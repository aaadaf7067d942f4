//! Resilient UI actions.
//!
//! Everything here is written against [`crate::driver::PageDriver`] and every
//! wait is bounded by `tokio::time`, so the layer runs unchanged against a
//! real browser or the in-memory test page.

pub mod clicker;
pub mod code_entry;
pub mod gate;
pub mod liveness;
pub mod locator;
pub mod retry;
pub mod setter;
pub mod target;
pub mod upload;

pub use clicker::{ClickPlan, GateMode, click_button, click_element, click_target};
pub use code_entry::{CodeEntryEngine, CodeEntryState, CodeIntent, EntryPhase, WidgetShape, WidgetTargets};
pub use gate::{ClickableGate, is_clickable};
pub use locator::{InteractionResult, LocatorResolver, Resolved};
pub use retry::{RetryOutcome, RetryPolicy};
pub use setter::{FieldSetter, SetterStrategy, ValueComparison};
pub use target::{ActionTarget, ActionTargetBuilder, AriaRole, LocatorStrategy, StrategyKind, TextMatcher};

What is needed
Set down nothing but the lines from the one with "pub mod liveness;" through the end of the records, keeping each line exactly as written and including both ends.

Solution
pub mod liveness;
pub mod locator;
pub mod retry;
pub mod setter;
pub mod target;
pub mod upload;

pub use clicker::{ClickPlan, GateMode, click_button, click_element, click_target};
pub use code_entry::{CodeEntryEngine, CodeEntryState, CodeIntent, EntryPhase, WidgetShape, WidgetTargets};
pub use gate::{ClickableGate, is_clickable};
pub use locator::{InteractionResult, LocatorResolver, Resolved};
pub use retry::{RetryOutcome, RetryPolicy};
pub use setter::{FieldSetter, SetterStrategy, ValueComparison};
pub use target::{ActionTarget, ActionTargetBuilder, AriaRole, LocatorStrategy, StrategyKind, TextMatcher};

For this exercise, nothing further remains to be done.